A promised EU investment budget to modernize the recession- hit economy is set to be scaled back amid competing national demands. A summit deadlock over the 2014-2020 budget would hobble subsidy programs, force the EU to fall back to annual budget extensions and add to concerns about Europe’s political cohesion.
Hung Parliament
An Italian election in two weeks may yield a hung parliament, requiring a follow-up vote to establish a governing majority, a member of poll leader Pier Luigi Bersani’s campaign said for the first time yesterday.
The yen gained against all 16 major peers as the MSCI Asia Pacific Index of stocks declined 0.3 percent.
Japan’s currency is likely to be consolidating between 90 yen and 94 yen for the next few months, said Greg Gibbs, a Singapore-based senior currency strategist at Royal Bank of Scotland Group Plc. Investors may wait to buy the dollar against the yen on moves toward the 90-yen level, looking for further yen weakness in the second half of the year, he said.
“We’re going to test the lower side of the range with a bit of risk aversion around in Europe,” Gibbs said. “As we approach the Italian election, the risk is that we see the yen strengthen.”
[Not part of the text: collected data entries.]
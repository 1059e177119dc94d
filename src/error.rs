//! Error taxonomy shared by every layer of the sync engine.
//!
//! Errors fall into three groups:
//!
//! - **Connectivity** (`ConnectionUnavailable`, `MetadataUnavailable`, `Timeout`, `Rpc`):
//!   the whole pass is aborted and persisted state is left untouched.
//! - **Data integrity** (`Decode`, `ReservesIdNotFound`, `UnknownAsset`): scoped to a
//!   single item. Fan-out operations drop the item and keep going.
//! - **Application** (`Repository`, `Apy`, `Unexpected`): the operation fails and the
//!   error is logged by the caller.

use crate::types::{AssetId, ChainId};
use thiserror::Error;

/// Result alias used across the crate.
pub type SyncResult<T> = Result<T, SyncError>;

#[derive(Debug, Clone, Error)]
pub enum SyncError {
    #[error("no live connection for chain {chain_id}")]
    ConnectionUnavailable { chain_id: ChainId },

    #[error("runtime metadata for chain {chain_id} is not available")]
    MetadataUnavailable { chain_id: ChainId },

    #[error("failed to decode {what}: {reason}")]
    Decode { what: String, reason: String },

    #[error("reserves account not found for pool {base:?}/{target:?}")]
    ReservesIdNotFound { base: AssetId, target: AssetId },

    #[error("asset {0:?} is missing from the asset catalog")]
    UnknownAsset(AssetId),

    #[error("{method} timed out after {timeout_ms} ms")]
    Timeout { method: String, timeout_ms: u64 },

    #[error("{method} returned rpc error {code}: {message}")]
    Rpc {
        method: String,
        code: i64,
        message: String,
    },

    #[error("repository error: {0}")]
    Repository(String),

    #[error("yield table fetch failed: {0}")]
    Apy(String),

    #[error("unexpected: {0}")]
    Unexpected(String),
}

impl SyncError {
    pub fn decode(what: impl Into<String>, reason: impl ToString) -> Self {
        SyncError::Decode {
            what: what.into(),
            reason: reason.to_string(),
        }
    }

    /// Connectivity failures. A pass that hits one of these aborts without writing.
    pub fn is_transient(&self) -> bool {
        matches!(
            self,
            SyncError::ConnectionUnavailable { .. }
                | SyncError::MetadataUnavailable { .. }
                | SyncError::Timeout { .. }
                | SyncError::Rpc { .. }
        )
    }

    /// Failures that only concern one record inside a batch.
    pub fn is_item_local(&self) -> bool {
        matches!(
            self,
            SyncError::Decode { .. }
                | SyncError::ReservesIdNotFound { .. }
                | SyncError::UnknownAsset(_)
        )
    }

    /// Errors worth retrying with backoff before giving up on a request.
    pub fn is_retryable(&self) -> bool {
        matches!(
            self,
            SyncError::Timeout { .. } | SyncError::ConnectionUnavailable { .. }
        )
    }
}

impl From<sqlx::Error> for SyncError {
    fn from(e: sqlx::Error) -> Self {
        SyncError::Repository(e.to_string())
    }
}

impl From<reqwest::Error> for SyncError {
    fn from(e: reqwest::Error) -> Self {
        SyncError::Apy(e.to_string())
    }
}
The yen’s 14-day relative strength index against the dollar was at 28, below the 30 level that signals to some traders that a currency has fallen too far, too fast and is poised for a reversal.
The currency briefly declined versus the dollar as Japan’s Ministry of Finance reported a 264.1 billion yen ($2.8 billion) shortfall for December in the widest measure of the nation’s trade, compared with a forecast deficit of 144.2 billion yen. It was the first back-to-back monthly current-account deficits since 1981.
RBA Statement
New Zealand’s dollar climbed for the first time in three days after China’s customs administration said exports advanced 25 percent in January from a year earlier while imports increased 28.8 percent, exceeding economists’ estimates.
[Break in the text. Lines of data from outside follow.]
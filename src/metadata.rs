//! Runtime storage schema: which storage items exist, how their map keys are hashed,
//! and where that schema comes from for a given chain.

use async_trait::async_trait;
use dashmap::DashMap;
use std::collections::HashMap;
use std::sync::Arc;

use crate::error::{SyncError, SyncResult};
use crate::types::ChainId;

/// How one map key part is folded into the storage key.
#[derive(Debug, Clone, Copy, PartialEq, Eq)]
pub enum StorageHasher {
    /// Raw bytes.
    Identity,
    /// `keccak256(part)[..16] ++ part`. The raw part stays recoverable.
    Keccak128Concat,
}

impl StorageHasher {
    /// Bytes the hasher prepends in front of the raw part.
    pub fn prefix_len(&self) -> usize {
        match self {
            StorageHasher::Identity => 0,
            StorageHasher::Keccak128Concat => 16,
        }
    }
}

/// Hasher and encoded length of one key part.
#[derive(Debug, Clone, Copy, PartialEq, Eq)]
pub struct StorageKeySpec {
    pub hasher: StorageHasher,
    pub len: usize,
}

impl StorageKeySpec {
    pub const fn account(hasher: StorageHasher) -> Self {
        Self { hasher, len: 32 }
    }
}

#[derive(Debug, Clone, Copy, PartialEq, Eq, Hash)]
pub struct StoragePath {
    pub pallet: &'static str,
    pub item: &'static str,
}

impl StoragePath {
    pub const fn new(pallet: &'static str, item: &'static str) -> Self {
        Self { pallet, item }
    }
}

pub const DEX_INFOS: StoragePath = StoragePath::new("DexManager", "DexInfos");
pub const POOL_PROPERTIES: StoragePath = StoragePath::new("PoolXyk", "Properties");
pub const POOL_RESERVES: StoragePath = StoragePath::new("PoolXyk", "Reserves");
pub const ACCOUNT_POOLS: StoragePath = StoragePath::new("PoolXyk", "AccountPools");
pub const POOL_PROVIDERS: StoragePath = StoragePath::new("PoolXyk", "PoolProviders");
pub const TOTAL_ISSUANCES: StoragePath = StoragePath::new("PoolXyk", "TotalIssuances");
pub const ENABLED_SOURCES: StoragePath = StoragePath::new("TradingPair", "EnabledSources");

#[derive(Debug, Clone, PartialEq, Eq)]
pub struct StorageEntrySchema {
    pub keys: Vec<StorageKeySpec>,
}

/// Decode schema of one chain runtime.
#[derive(Debug, Clone, Default)]
pub struct RuntimeSchema {
    entries: HashMap<StoragePath, StorageEntrySchema>,
}

impl RuntimeSchema {
    pub fn new() -> Self {
        Self::default()
    }

    pub fn with_entry(mut self, path: StoragePath, keys: Vec<StorageKeySpec>) -> Self {
        self.entries.insert(path, StorageEntrySchema { keys });
        self
    }

    pub fn entry(&self, path: &StoragePath) -> SyncResult<&StorageEntrySchema> {
        self.entries.get(path).ok_or_else(|| {
            SyncError::Unexpected(format!(
                "storage item {}.{} missing from runtime schema",
                path.pallet, path.item
            ))
        })
    }

    /// Schema of the XYK pool pallets as deployed on SORA-style runtimes.
    pub fn pool_xyk() -> Self {
        let hashed = StorageKeySpec::account(StorageHasher::Keccak128Concat);
        Self::new()
            .with_entry(
                DEX_INFOS,
                vec![StorageKeySpec {
                    hasher: StorageHasher::Identity,
                    len: 4,
                }],
            )
            .with_entry(POOL_PROPERTIES, vec![hashed, hashed])
            .with_entry(POOL_RESERVES, vec![hashed, hashed])
            .with_entry(ACCOUNT_POOLS, vec![hashed, hashed])
            .with_entry(POOL_PROVIDERS, vec![hashed, hashed])
            .with_entry(TOTAL_ISSUANCES, vec![hashed])
            .with_entry(ENABLED_SOURCES, vec![hashed, hashed])
    }
}

/// Supplies the current decode schema of a chain.
#[async_trait]
pub trait ChainMetadataProvider: Send + Sync {
    /// Fails with `MetadataUnavailable` until the schema for `chain` is known.
    async fn schema(&self, chain: &ChainId) -> SyncResult<Arc<RuntimeSchema>>;
}

/// Metadata provider backed by schemas installed at startup or after a runtime fetch.
#[derive(Default)]
pub struct StaticMetadataProvider {
    schemas: DashMap<ChainId, Arc<RuntimeSchema>>,
}

impl StaticMetadataProvider {
    pub fn new() -> Self {
        Self::default()
    }

    pub fn install(&self, chain: impl Into<ChainId>, schema: RuntimeSchema) {
        self.schemas.insert(chain.into(), Arc::new(schema));
    }

    pub fn with_schema(chain: impl Into<ChainId>, schema: RuntimeSchema) -> Self {
        let provider = Self::new();
        provider.install(chain, schema);
        provider
    }
}

#[async_trait]
impl ChainMetadataProvider for StaticMetadataProvider {
    async fn schema(&self, chain: &ChainId) -> SyncResult<Arc<RuntimeSchema>> {
        self.schemas
            .get(chain)
            .map(|s| s.value().clone())
            .ok_or_else(|| SyncError::MetadataUnavailable {
                chain_id: chain.clone(),
            })
    }
}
The so-called kiwi rose 0.3 percent to 83.51 U.S. cents.
Australia’s dollar was set to drop for a fourth-straight week against the U.S. currency as the Reserve Bank predicted “below trend” 2013 growth.
The so-called Aussie gained 0.1 percent to $1.0290 from yesterday. It’s still poised for a 1.1 percent decline this week.
Currency volatility will probably increase this year as volumes climb, Citigroup Inc. said, citing trading platform and central bank figures.
Combined average daily volume on currency trading platforms by CME Group Inc., Thomson Reuters Corp. and ICAP Plc was at $381 billion last month, up from $290 billion in December and $339 billion a year earlier, according to data compiled by Greg Anderson, Citigroup’s North American head of Group-of-10 currency in New York.